ACTIVITY: If a line below contains the word "oneshot", count it; give only the total.

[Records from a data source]
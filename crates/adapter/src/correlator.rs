//! Request/response correlation for one backend process.
//!
//! A single task owns the pending-request map. Callers talk to it over a channel, and the
//! process reader feeds it every decoded message, so only this task ever resolves an entry.
//!
//! Correlation ids come from a counter shared by every generation of the backend's process, so
//! an id handed out before a restart is never reused after it.

use crate::error::{GatewayError, Result};
use crate::session::SessionId;
use bytes::Bytes;
use mcp_mux_protocol::{
    JsonRpcError, JsonRpcNotification, JsonRpcRequest, JsonRpcResponse, Message, RequestId,
    encode, methods,
};
use serde_json::json;
use std::collections::HashMap;
use std::sync::Arc;
use std::sync::atomic::{AtomicU64, AtomicUsize, Ordering};
use std::time::Duration;
use tokio::sync::{broadcast, mpsc, oneshot};
use tokio::time::{Instant, MissedTickBehavior};

/// Why a correlator is going away; decides the error pending callers see.
#[derive(Debug, Clone, Copy, PartialEq, Eq)]
pub enum ShutdownReason {
    /// The process died or its pipes broke.
    Crashed,
    /// Replaced on operator request.
    Restarting,
    /// Explicit stop.
    Stopped,
}

enum Command {
    Dispatch {
        session: SessionId,
        request: JsonRpcRequest,
        deadline: Instant,
        timeout: Duration,
        reply: oneshot::Sender<Result<JsonRpcResponse>>,
    },
    CloseSession(SessionId),
    Shutdown(ShutdownReason),
}

struct Pending {
    session: SessionId,
    client_id: RequestId,
    method: String,
    deadline: Instant,
    timeout: Duration,
    reply: oneshot::Sender<Result<JsonRpcResponse>>,
}

/// Cheap, cloneable handle to a running correlator.
#[derive(Clone)]
pub struct CorrelatorHandle {
    backend: Arc<str>,
    commands: mpsc::UnboundedSender<Command>,
    pending: Arc<AtomicUsize>,
}

impl CorrelatorHandle {
    /// Send `request` and wait for its response (or a synthesized error).
    pub async fn call(
        &self,
        session: &SessionId,
        request: JsonRpcRequest,
        timeout: Duration,
    ) -> Result<JsonRpcResponse> {
        let (reply, rx) = oneshot::channel();
        self.commands
            .send(Command::Dispatch {
                session: session.clone(),
                request,
                deadline: Instant::now() + timeout,
                timeout,
                reply,
            })
            .map_err(|_| GatewayError::BackendRestarted(self.backend.to_string()))?;

        // The actor always answers before dropping a reply slot, except when it is torn down
        // mid-flight; treat that as a restart.
        rx.await
            .unwrap_or_else(|_| Err(GatewayError::BackendRestarted(self.backend.to_string())))
    }

    pub fn close_session(&self, session: &SessionId) {
        let _ = self.commands.send(Command::CloseSession(session.clone()));
    }

    pub fn shutdown(&self, reason: ShutdownReason) {
        let _ = self.commands.send(Command::Shutdown(reason));
    }

    pub fn pending_count(&self) -> usize {
        self.pending.load(Ordering::Relaxed)
    }
}

pub struct CorrelatorConfig {
    pub backend: Arc<str>,
    pub generation: u64,
    pub sweep_interval: Duration,
}

/// Spawn the correlation actor.
///
/// * `inbound` - every message decoded from the backend's stdout, in order.
/// * `writer` - the backend's single stdin writer queue.
/// * `notifications` - fan-out for backend-initiated notifications.
pub fn spawn(
    config: CorrelatorConfig,
    next_id: Arc<AtomicU64>,
    inbound: mpsc::Receiver<Message>,
    writer: mpsc::Sender<Bytes>,
    notifications: broadcast::Sender<JsonRpcNotification>,
) -> (CorrelatorHandle, tokio::task::JoinHandle<()>) {
    let (commands_tx, commands_rx) = mpsc::unbounded_channel();
    let pending = Arc::new(AtomicUsize::new(0));

    let handle = CorrelatorHandle {
        backend: config.backend.clone(),
        commands: commands_tx,
        pending: pending.clone(),
    };

    let actor = Correlator {
        backend: config.backend,
        generation: config.generation,
        next_id,
        pending: HashMap::new(),
        gauge: pending,
        writer,
        notifications,
    };
    let task = tokio::spawn(actor.run(commands_rx, inbound, config.sweep_interval));
    (handle, task)
}

struct Correlator {
    backend: Arc<str>,
    generation: u64,
    next_id: Arc<AtomicU64>,
    pending: HashMap<i64, Pending>,
    gauge: Arc<AtomicUsize>,
    writer: mpsc::Sender<Bytes>,
    notifications: broadcast::Sender<JsonRpcNotification>,
}

impl Correlator {
    async fn run(
        mut self,
        mut commands: mpsc::UnboundedReceiver<Command>,
        mut inbound: mpsc::Receiver<Message>,
        sweep_interval: Duration,
    ) {
        let mut sweep = tokio::time::interval(sweep_interval);
        sweep.set_missed_tick_behavior(MissedTickBehavior::Delay);
        let mut inbound_open = true;

        let reason = loop {
            tokio::select! {
                biased;
                cmd = commands.recv() => match cmd {
                    Some(Command::Dispatch { session, request, deadline, timeout, reply }) => {
                        self.dispatch(session, request, deadline, timeout, reply);
                    }
                    Some(Command::CloseSession(session)) => self.close_session(&session),
                    Some(Command::Shutdown(reason)) => break reason,
                    // Every handle is gone; nobody can be waiting.
                    None => break ShutdownReason::Stopped,
                },
                msg = inbound.recv(), if inbound_open => match msg {
                    Some(msg) => self.on_backend_message(msg),
                    // Reader finished; the exit watcher will send Shutdown.
                    None => inbound_open = false,
                },
                _ = sweep.tick() => self.expire(Instant::now()),
            }
        };

        self.fail_all(reason);
        tracing::debug!(
            backend = %self.backend,
            generation = self.generation,
            ?reason,
            "correlator stopped"
        );
    }

    fn update_gauge(&self) {
        self.gauge.store(self.pending.len(), Ordering::Relaxed);
    }

    fn allocate_id(&self) -> i64 {
        let id = self.next_id.fetch_add(1, Ordering::Relaxed);
        i64::try_from(id).unwrap_or(i64::MAX)
    }

    fn dispatch(
        &mut self,
        session: SessionId,
        mut request: JsonRpcRequest,
        deadline: Instant,
        timeout: Duration,
        reply: oneshot::Sender<Result<JsonRpcResponse>>,
    ) {
        if reply.is_closed() {
            return;
        }

        let correlation_id = self.allocate_id();
        let client_id = std::mem::replace(&mut request.id, RequestId::Number(correlation_id));
        let method = request.method.clone();
        let frame = encode(&Message::Request(request));

        match self.writer.try_send(frame) {
            Ok(()) => {}
            Err(mpsc::error::TrySendError::Full(_)) => {
                tracing::warn!(backend = %self.backend, "stdin queue full; rejecting request");
                let _ = reply.send(Err(GatewayError::Overloaded(self.backend.to_string())));
                return;
            }
            Err(mpsc::error::TrySendError::Closed(_)) => {
                let _ = reply.send(Err(GatewayError::transport(
                    &self.backend,
                    "stdin writer is closed",
                )));
                return;
            }
        }

        tracing::trace!(
            backend = %self.backend,
            session_id = %session,
            correlation_id,
            %method,
            "request forwarded"
        );
        self.pending.insert(
            correlation_id,
            Pending {
                session,
                client_id,
                method,
                deadline,
                timeout,
                reply,
            },
        );
        self.update_gauge();
    }

    fn on_backend_message(&mut self, msg: Message) {
        match msg {
            Message::Response(response) => self.on_response(response),
            Message::Notification(notification) => {
                // No subscribers is fine.
                let _ = self.notifications.send(notification);
            }
            Message::Request(request) => self.on_backend_request(request),
        }
    }

    fn on_response(&mut self, mut response: JsonRpcResponse) {
        let Some(RequestId::Number(correlation_id)) = response.id else {
            tracing::warn!(
                backend = %self.backend,
                id = ?response.id,
                error = ?response.outcome.as_ref().err(),
                "backend response without a usable id"
            );
            return;
        };

        let Some(pending) = self.pending.remove(&correlation_id) else {
            // Timed out, or its session is gone.
            tracing::debug!(
                backend = %self.backend,
                correlation_id,
                "discarding response for unknown correlation id"
            );
            return;
        };
        self.update_gauge();

        response.id = Some(pending.client_id);
        let _ = pending.reply.send(Ok(response));
    }

    /// Backend-to-client requests cannot be attributed to one session on a shared process.
    fn on_backend_request(&self, request: JsonRpcRequest) {
        let response = if request.method == methods::PING {
            JsonRpcResponse::success(request.id, json!({}))
        } else {
            tracing::debug!(
                backend = %self.backend,
                method = %request.method,
                "refusing backend-initiated request"
            );
            JsonRpcResponse::error(
                Some(request.id),
                JsonRpcError::method_not_found(&request.method),
            )
        };
        if self
            .writer
            .try_send(encode(&Message::Response(response)))
            .is_err()
        {
            tracing::warn!(backend = %self.backend, "could not answer backend request");
        }
    }

    fn close_session(&mut self, session: &SessionId) {
        let ids: Vec<i64> = self
            .pending
            .iter()
            .filter(|(_, p)| &p.session == session)
            .map(|(id, _)| *id)
            .collect();
        for id in ids {
            if let Some(p) = self.pending.remove(&id) {
                let _ = p.reply.send(Err(GatewayError::SessionClosed));
            }
        }
        self.update_gauge();
    }

    fn expire(&mut self, now: Instant) {
        let expired: Vec<i64> = self
            .pending
            .iter()
            .filter(|(_, p)| p.deadline <= now || p.reply.is_closed())
            .map(|(id, _)| *id)
            .collect();
        if expired.is_empty() {
            return;
        }
        for id in expired {
            if let Some(p) = self.pending.remove(&id) {
                if !p.reply.is_closed() {
                    tracing::debug!(
                        backend = %self.backend,
                        session_id = %p.session,
                        correlation_id = id,
                        method = %p.method,
                        "request deadline elapsed"
                    );
                }
                let _ = p.reply.send(Err(GatewayError::timeout(&self.backend, p.timeout)));
            }
        }
        self.update_gauge();
    }

    fn fail_all(&mut self, reason: ShutdownReason) {
        let count = self.pending.len();
        for (_, p) in self.pending.drain() {
            let err = match reason {
                ShutdownReason::Crashed | ShutdownReason::Restarting => {
                    GatewayError::BackendRestarted(self.backend.to_string())
                }
                ShutdownReason::Stopped => GatewayError::BackendStopped(self.backend.to_string()),
            };
            let _ = p.reply.send(Err(err));
        }
        self.update_gauge();
        if count > 0 {
            tracing::warn!(
                backend = %self.backend,
                generation = self.generation,
                failed = count,
                ?reason,
                "failed pending requests"
            );
        }
    }
}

EXERCISE SOLUTION: 5